Dreadful Night Press, 2005 -  £5.00

 

THIS PAMPHLET DOES CONTAIN POETRY, but it’s a thin, sporadic seam. I had read the opening and title poem, ‘Seats for Landing’ with high expectations for what was to follow:

 

When the pilot announces

‘Cabin crew seats for landing’,

I lay my head on the plastic pane

to watch the stupidly beautiful city lights

and my stomach

conducts the thrill of descent,

disloyal to my heart;

now in reverse thrust

clamouring

to stay suspended

until it can land

anywhere else.

 

So, we were already cruising at altitude. Good-O. A rapid descent to earth followed, the remaining poems for the most part autobiographical, confessional and somewhat prosaic, plundering Ciara MacLaverty’s childhood, or set roughly in the present. For example, in ‘Mad Cow’ the logic of the line breaks defeated me while the ‘mad cow’ reference itself (connected with a school girl who turned down polo mints “because they contained bovine glycerine”) was laboured.

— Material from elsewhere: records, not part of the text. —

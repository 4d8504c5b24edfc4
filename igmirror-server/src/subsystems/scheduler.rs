//! Periodic fan-out of per-profile sync jobs.
//!
//! Each run enumerates the profiles with the matching auto-update toggle and
//! enqueues one job per profile. A failed enqueue is counted and logged; it
//! never stops the rest of the batch.

use igmirror_core::config::SchedulerConfig;
use igmirror_core::models::{AutoUpdate, Profile};
use igmirror_core::queue::JobQueue;
use igmirror_core::store::ProfileStore;
use igmirror_core::{MirrorError, SyncJob};
use serde::Serialize;
use std::sync::Arc;
use tokio::sync::broadcast;
use tokio::time::{interval, Duration, MissedTickBehavior};
use uuid::Uuid;

#[derive(Debug, Clone, Default, Serialize, PartialEq)]
pub struct BatchReport {
    pub queued: usize,
    pub errors: usize,
    pub task_ids: Vec<Uuid>,
}

pub async fn queue_profile_updates(
    store: &dyn ProfileStore,
    queue: &dyn JobQueue,
) -> Result<BatchReport, MirrorError> {
    fan_out(store, queue, AutoUpdate::Profile, |p| SyncJob::UpdateProfile {
        profile_id: p.id,
    })
    .await
}

pub async fn queue_story_updates(
    store: &dyn ProfileStore,
    queue: &dyn JobQueue,
) -> Result<BatchReport, MirrorError> {
    fan_out(store, queue, AutoUpdate::Stories, |p| SyncJob::UpdateStories {
        profile_id: p.id,
    })
    .await
}

async fn fan_out(
    store: &dyn ProfileStore,
    queue: &dyn JobQueue,
    kind: AutoUpdate,
    make_job: impl Fn(&Profile) -> SyncJob,
) -> Result<BatchReport, MirrorError> {
    let profiles = store.list_auto_update(kind).await?;
    let mut report = BatchReport::default();

    for profile in &profiles {
        let job = make_job(profile);
        match queue.enqueue(&job).await {
            Ok(id) => {
                report.queued += 1;
                report.task_ids.push(id);
            }
            Err(e) => {
                report.errors += 1;
                tracing::error!(
                    username = %profile.username,
                    task = job.task_name(),
                    error = %e,
                    "Failed to queue job"
                );
            }
        }
    }

    tracing::info!(
        kind = ?kind,
        eligible = profiles.len(),
        queued = report.queued,
        errors = report.errors,
        "Batch fan-out complete"
    );
    Ok(report)
}

/// Run both fan-outs on their own intervals until shutdown.
pub async fn run_scheduler_loop(
    store: Arc<dyn ProfileStore>,
    queue: Arc<dyn JobQueue>,
    config: SchedulerConfig,
    mut shutdown: broadcast::Receiver<()>,
) {
    if !config.enabled {
        tracing::info!("Scheduler disabled via config");
        return;
    }

    let mut profile_ticker = interval(Duration::from_secs(config.profile_interval_minutes.max(1) * 60));
    profile_ticker.set_missed_tick_behavior(MissedTickBehavior::Skip);
    let mut stories_ticker = interval(Duration::from_secs(config.stories_interval_minutes.max(1) * 60));
    stories_ticker.set_missed_tick_behavior(MissedTickBehavior::Skip);

    tracing::info!(
        profile_interval_min = config.profile_interval_minutes,
        stories_interval_min = config.stories_interval_minutes,
        "Scheduler started"
    );

    loop {
        tokio::select! {
            _ = profile_ticker.tick() => {
                if let Err(e) = queue_profile_updates(store.as_ref(), queue.as_ref()).await {
                    tracing::warn!(error = %e, "Profile fan-out failed");
                }
            }
            _ = stories_ticker.tick() => {
                if let Err(e) = queue_story_updates(store.as_ref(), queue.as_ref()).await {
                    tracing::warn!(error = %e, "Story fan-out failed");
                }
            }
            _ = shutdown.recv() => {
                tracing::info!("Scheduler shutting down...");
                break;
            }
        }
    }
}

#[cfg(test)]
mod tests {
    use super::*;
    use igmirror_core::testing::{MemoryBroker, MemoryStore};

    fn eligible(name: &str) -> Profile {
        let mut p = Profile::new(name);
        p.allow_auto_update_profile = true;
        p.allow_auto_update_stories = true;
        p
    }

    #[tokio::test]
    async fn test_fan_out_isolates_enqueue_failures() {
        let store = MemoryStore::default();
        let broker = MemoryBroker::default();

        let mut third = None;
        for i in 1..=5 {
            let p = eligible(&format!("user{i}"));
            if i == 3 {
                third = Some(p.id);
            }
            store.insert_profile(p);
        }
        broker.reject_profile(third.unwrap());

        let report = queue_profile_updates(&store, &broker).await.unwrap();
        assert_eq!(report.queued, 4);
        assert_eq!(report.errors, 1);
        assert_eq!(report.task_ids.len(), 4);
        assert_eq!(broker.jobs().len(), 4);
    }

    #[tokio::test]
    async fn test_only_flagged_profiles_are_queued() {
        let store = MemoryStore::default();
        let broker = MemoryBroker::default();

        let mut stories_only = Profile::new("stories_only");
        stories_only.allow_auto_update_stories = true;
        store.insert_profile(stories_only.clone());
        store.insert_profile(Profile::new("neither"));

        let profiles = queue_profile_updates(&store, &broker).await.unwrap();
        assert_eq!(profiles.queued, 0);

        let stories = queue_story_updates(&store, &broker).await.unwrap();
        assert_eq!(stories.queued, 1);
        assert_eq!(
            broker.jobs()[0].job,
            SyncJob::UpdateStories {
                profile_id: stories_only.id
            }
        );
    }
}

    MacLaverty escapes the runway only intermittently after that first poem, though she has some excellent lines. In ‘Island Drowning’, for example, she describes

 

…the sea slate calm,

a July sky slung low with aluminium rain clouds

 

Toenail clippings are memorably described as “off-white, keratin apostrophes”. At Loch Lomond, the poet and a friend “watch the whale-blue hills downwind,/ face the peat-soft slap of the loch.” And in a moving poem, ‘86’, an old woman in a home strokes two toy kittens in a basket, and believes them to be alive:

 

‘My wee boys are just sleeping the day,’ she said,

‘just sleeping.’

I wanted Ciara MacLaverty to have had a good hard look at that first poem, to have understood how it worked so well, and applied that understanding to the rest of her work. She has the talent. 

Paul Lee

 

The Common Reader says of Seats for Landing: I noted from inside the back cover that this is the writer’s first poetry collection. Wow! She’s off to a very good start. I loved every single poem. There’s humour, sadness, childhood memories and despite the references to her illness, there’s also a sense of hope and the feeling that MacLaverty just gets on with it. It’s difficult to single out favourites in this one. ‘Fancy Pants’, ‘Out of Sight’, ‘Volunteered’ and ‘Peeled’ are all worthy contenders.

    ‘Nice Wheelchair’ has a special appeal because the ending is nothing short of triumphant:

 

          In January’s milky sun, I’m walking alone.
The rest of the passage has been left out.